Por Jorge Castro (*)
Para la Argentina reinventarse es una necesidad. Ramón Doll advirtió que ser chileno o brasileño era algo inmediatamente evidente para los protagonistas. En cambio, en una nación en formación surgida de la inmigración europea en un espacio vacío, sin raíces comunes ni un pasado compartido, la identidad nacional solo puede nacer de un proyecto orientado al futuro de carácter político. El destino argentino es profundamente modernista. Por eso dice Doll que “para ser argentino, hay que saber qué es ser argentino. De ahí la extrema politización característica de la identidad nacional”.
La Argentina es un país de instituciones débiles, con tendencia a la acción directa de parte de todos los sectores sociales, donde el poder político, que es escaso en relación a la capacidad de movilización social, está concentrado en el Gobierno nacional, sobre todo en la presidencia, que por eso tiende a adquirir un carácter hegemónico.
Esto lleva a enfatizar dos cuestiones en la cultura política argentina. En primer lugar, la Argentina es un país que tiende a la acción directa, es decir, a la movilización callejera, por afuera del marco institucional. Luego, y con extrema claridad a partir de 1955, las condiciones de gobernabilidad se resuelven en la Argentina solo dentro del proceso político, y no primordialmente en las instituciones. En otros términos, el ejercicio del poder se pierde a través de una crisis, y por ella, sin que las instituciones sirvan de reparo.

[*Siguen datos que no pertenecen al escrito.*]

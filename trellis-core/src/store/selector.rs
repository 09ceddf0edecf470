//! Derived read-only stores.
//!
//! A selector mirrors `select(upstream.get())`. An internal effect reads the
//! upstream store, so the mirror is refreshed whenever upstream changes, and
//! selector subscribers only hear about changes to the derived value.

use std::fmt;
use std::sync::Arc;

use crate::error::InvalidOperation;
use crate::reactive::{untracked, Effect, Unsubscribe};

use super::{SignalStore, Store};

struct SelectorInner<R>
where
    R: Clone + Send + Sync + 'static,
{
    mirror: SignalStore<R>,
    refresh: Effect,
}

impl<R> Drop for SelectorInner<R>
where
    R: Clone + Send + Sync + 'static,
{
    fn drop(&mut self) {
        self.refresh.dispose();
    }
}

/// A read-only store derived from another store.
///
/// Dropping the last handle stops following upstream.
pub struct Selector<R>
where
    R: Clone + Send + Sync + 'static,
{
    inner: Arc<SelectorInner<R>>,
}

impl<R> Selector<R>
where
    R: Clone + PartialEq + Send + Sync + 'static,
{
    pub fn new<S, F>(upstream: &S, select: F) -> Self
    where
        S: Store + Clone + 'static,
        F: Fn(&S::Value) -> R + Send + Sync + 'static,
    {
        let initial = untracked(|| select(&upstream.get()));
        let mirror = SignalStore::new(initial);

        let source = upstream.clone();
        let target = mirror.clone();
        let refresh = Effect::new(move || {
            let derived = select(&source.get());
            target.replace(derived);
        });

        Self {
            inner: Arc::new(SelectorInner { mirror, refresh }),
        }
    }
}

impl<R> Selector<R>
where
    R: Clone + Send + Sync + 'static,
{
    /// Stop following upstream. The last derived value stays readable.
    pub fn dispose(&self) {
        self.inner.refresh.dispose();
    }

    pub fn is_disposed(&self) -> bool {
        self.inner.refresh.is_disposed()
    }
}

impl<R> Store for Selector<R>
where
    R: Clone + Send + Sync + 'static,
{
    type Value = R;

    fn get(&self) -> R {
        self.inner.mirror.get()
    }

    fn set(&self, _value: R) -> Result<(), InvalidOperation> {
        Err(InvalidOperation::SetOnSelector)
    }

    fn subscribe<F>(&self, callback: F) -> Unsubscribe
    where
        F: Fn(&R) + Send + Sync + 'static,
    {
        self.inner.mirror.subscribe(callback)
    }
}

impl<R> Clone for Selector<R>
where
    R: Clone + Send + Sync + 'static,
{
    fn clone(&self) -> Self {
        Self {
            inner: Arc::clone(&self.inner),
        }
    }
}

impl<R> fmt::Debug for Selector<R>
where
    R: Clone + Send + Sync + fmt::Debug + 'static,
{
    fn fmt(&self, f: &mut fmt::Formatter<'_>) -> fmt::Result {
        f.debug_struct("Selector")
            .field("value", &self.inner.mirror.signal().get_untracked())
            .field("disposed", &self.is_disposed())
            .finish()
    }
}

/// Derive a read-only store from `upstream`.
pub fn create_selector<S, R, F>(upstream: &S, select: F) -> Selector<R>
where
    S: Store + Clone + 'static,
    R: Clone + PartialEq + Send + Sync + 'static,
    F: Fn(&S::Value) -> R + Send + Sync + 'static,
{
    Selector::new(upstream, select)
}
//! Store middleware.
//!
//! Middleware wraps a store and intercepts `set`. Reads and subscriptions
//! pass straight through, so wrappers stack in any order.

use std::fmt::Debug;
use std::sync::Arc;

use serde::de::DeserializeOwned;
use serde::Serialize;
use tracing::{info, warn};

use crate::error::{InvalidOperation, PersistenceError};
use crate::reactive::{untracked, Unsubscribe};

use super::{KeyValueStorage, Store};

/// Logs every update with the previous and the new value.
#[derive(Debug, Clone)]
pub struct Logged<S> {
    inner: S,
}

impl<S> Logged<S> {
    pub fn new(inner: S) -> Self {
        Self { inner }
    }

    pub fn inner(&self) -> &S {
        &self.inner
    }

    pub fn into_inner(self) -> S {
        self.inner
    }
}

impl<S> Store for Logged<S>
where
    S: Store,
    S::Value: Debug,
{
    type Value = S::Value;

    fn get(&self) -> S::Value {
        self.inner.get()
    }

    fn set(&self, value: S::Value) -> Result<(), InvalidOperation> {
        let prev = untracked(|| self.inner.get());
        self.inner.set(value)?;
        let next = untracked(|| self.inner.get());
        info!(target: "trellis::store", ?prev, ?next, "store updated");
        Ok(())
    }

    fn subscribe<F>(&self, callback: F) -> Unsubscribe
    where
        F: Fn(&S::Value) + Send + Sync + 'static,
    {
        self.inner.subscribe(callback)
    }
}

/// Mirrors the store's value into a key-value slot as JSON.
///
/// The slot is read once when the wrapper is created and written after
/// every successful `set`. Storage and codec failures are logged and never
/// reach the caller.
#[derive(Clone)]
pub struct Persisted<S> {
    inner: S,
    key: Arc<str>,
    storage: Arc<dyn KeyValueStorage>,
}

impl<S> Persisted<S>
where
    S: Store,
    S::Value: Serialize + DeserializeOwned,
{
    pub fn new(inner: S, key: impl Into<Arc<str>>, storage: Arc<dyn KeyValueStorage>) -> Self {
        let persisted = Self {
            inner,
            key: key.into(),
            storage,
        };
        if let Err(err) = persisted.hydrate() {
            warn!(key = %persisted.key, error = %err, "failed to hydrate store");
        }
        persisted
    }

    pub fn key(&self) -> &str {
        &self.key
    }

    pub fn inner(&self) -> &S {
        &self.inner
    }

    /// Load the stored value into the wrapped store.
    ///
    /// An absent or empty slot leaves the store untouched.
    fn hydrate(&self) -> Result<(), PersistenceError> {
        let raw = match self.storage.get(&self.key)? {
            Some(raw) if !raw.is_empty() => raw,
            _ => return Ok(()),
        };
        let value = serde_json::from_str(&raw).map_err(|source| PersistenceError::Decode {
            key: self.key.to_string(),
            source,
        })?;
        if let Err(err) = self.inner.set(value) {
            warn!(key = %self.key, error = %err, "store rejected persisted value");
        }
        Ok(())
    }

    fn persist(&self) -> Result<(), PersistenceError> {
        let value = untracked(|| self.inner.get());
        let raw = serde_json::to_string(&value).map_err(|source| PersistenceError::Encode {
            key: self.key.to_string(),
            source,
        })?;
        self.storage.set(&self.key, raw)?;
        Ok(())
    }
}

impl<S> Store for Persisted<S>
where
    S: Store,
    S::Value: Serialize + DeserializeOwned,
{
    type Value = S::Value;

    fn get(&self) -> S::Value {
        self.inner.get()
    }

    fn set(&self, value: S::Value) -> Result<(), InvalidOperation> {
        self.inner.set(value)?;
        if let Err(err) = self.persist() {
            warn!(key = %self.key, error = %err, "failed to persist store");
        }
        Ok(())
    }

    fn subscribe<F>(&self, callback: F) -> Unsubscribe
    where
        F: Fn(&S::Value) + Send + Sync + 'static,
    {
        self.inner.subscribe(callback)
    }
}

impl<S: Debug> Debug for Persisted<S> {
    fn fmt(&self, f: &mut std::fmt::Formatter<'_>) -> std::fmt::Result {
        f.debug_struct("Persisted")
            .field("inner", &self.inner)
            .field("key", &self.key)
            .finish_non_exhaustive()
    }
}

/// Wrap `store` so every update is logged at info level.
pub fn with_logging<S>(store: S) -> Logged<S>
where
    S: Store,
    S::Value: Debug,
{
    Logged::new(store)
}

/// Wrap `store` so its value survives in `storage` under `key`.
pub fn with_persistence<S, K>(store: S, key: &str, storage: K) -> Persisted<S>
where
    S: Store,
    S::Value: Serialize + DeserializeOwned,
    K: KeyValueStorage + 'static,
{
    Persisted::new(store, key, Arc::new(storage))
}
//! Form configuration.

use std::fmt;
use std::future::Future;
use std::sync::Arc;

use futures_util::future::BoxFuture;
use futures_util::FutureExt;
use indexmap::IndexMap;
use serde_json::Value;

use super::field::{FieldType, FormField};
use super::rule::ValidationRule;
use crate::error::SubmitError;

/// Field values by name, in declaration order.
pub type Values = IndexMap<String, Value>;

/// Error messages by field name.
pub type Errors = IndexMap<String, String>;

pub(crate) type SubmitHandler =
    Arc<dyn Fn(Values) -> BoxFuture<'static, Result<(), SubmitError>> + Send + Sync>;

pub(crate) type FormValidator = Arc<dyn Fn(&Values) -> Errors + Send + Sync>;

/// Everything a form is created from.
///
/// ```rust
/// use trellis_core::form::{rules, FormConfig};
///
/// let config = FormConfig::new()
///     .initial_value("email", "")
///     .rule("email", rules::email())
///     .on_submit(|values| async move {
///         println!("submitting {values:?}");
///         Ok::<_, std::io::Error>(())
///     });
/// # let _ = config;
/// ```
#[derive(Clone, Default)]
pub struct FormConfig {
    initial_values: Values,
    fields: IndexMap<String, FormField>,
    rules: IndexMap<String, ValidationRule>,
    pub(crate) on_submit: Option<SubmitHandler>,
    pub(crate) on_validate: Option<FormValidator>,
}

impl FormConfig {
    pub fn new() -> Self {
        Self::default()
    }

    /// Declare a plain text field with a starting value.
    pub fn initial_value(mut self, name: impl Into<String>, value: impl Into<Value>) -> Self {
        self.initial_values.insert(name.into(), value.into());
        self
    }

    /// Declare a field with metadata. An `initial_value` under the same
    /// name overrides its value.
    pub fn field(mut self, field: FormField) -> Self {
        self.fields.insert(field.name.clone(), field);
        self
    }

    /// Attach a rule to a declared field, replacing the field's own rule.
    pub fn rule(mut self, name: impl Into<String>, rule: ValidationRule) -> Self {
        self.rules.insert(name.into(), rule);
        self
    }

    /// Async handler run by [`Form::submit`](super::Form::submit) with the
    /// current values.
    pub fn on_submit<F, Fut, E>(mut self, handler: F) -> Self
    where
        F: Fn(Values) -> Fut + Send + Sync + 'static,
        Fut: Future<Output = Result<(), E>> + Send + 'static,
        E: Into<SubmitError>,
    {
        self.on_submit = Some(Arc::new(move |values| {
            let fut = handler(values);
            async move { fut.await.map_err(Into::into) }.boxed()
        }));
        self
    }

    /// Whole-form check run after the per-field rules. Its messages
    /// overwrite field errors under the same name.
    pub fn on_validate<F>(mut self, validator: F) -> Self
    where
        F: Fn(&Values) -> Errors + Send + Sync + 'static,
    {
        self.on_validate = Some(Arc::new(validator));
        self
    }

    /// Fields in their initial state.
    pub fn build_fields(&self) -> IndexMap<String, FormField> {
        let mut fields = self.fields.clone();

        for (name, value) in &self.initial_values {
            fields
                .entry(name.clone())
                .or_insert_with(|| FormField::new(name.clone(), FieldType::Text))
                .value = value.clone();
        }

        for (name, rule) in &self.rules {
            if let Some(field) = fields.get_mut(name) {
                field.rule = Some(rule.clone());
            }
        }

        for field in fields.values_mut() {
            field.error = None;
            field.touched = false;
        }
        fields
    }
}

impl fmt::Debug for FormConfig {
    fn fmt(&self, f: &mut fmt::Formatter<'_>) -> fmt::Result {
        f.debug_struct("FormConfig")
            .field("initial_values", &self.initial_values)
            .field("fields", &self.fields.keys().collect::<Vec<_>>())
            .field("rules", &self.rules)
            .field("on_submit", &self.on_submit.is_some())
            .field("on_validate", &self.on_validate.is_some())
            .finish()
    }
}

En la Argentina existieron tres grandes transformaciones sociales y políticas a lo largo de los siglos 19 y 20. En primer lugar, la inmigración europea. En el primer censo nacional (1869, presidencia de Domingo F. Sarmiento), la población era de 1.877.490 habitantes, de los cuales 250.000 eran extranjeros (italianos, españoles, vascos, irlandeses). Más de 80% de los argentinos no sabían leer ni escribir, ni tenía oficio ni profesión conocidos. El territorio nacional era un inmenso desierto con una sola ciudad de más de 100.000 habitantes (Buenos Aires), mientras que ninguna capital de provincia tenía más de 20.000.
Entre 1869 y 1930 más de seis millones de inmigrantes europeos vinieron a la Argentina. Dos millones volvieron a sus países de origen, y cuatro millones permanecieron. Significa que la proporción de inmigrantes europeos por argentinos originarios ha sido cuatro a uno en la etapa fundacional del país.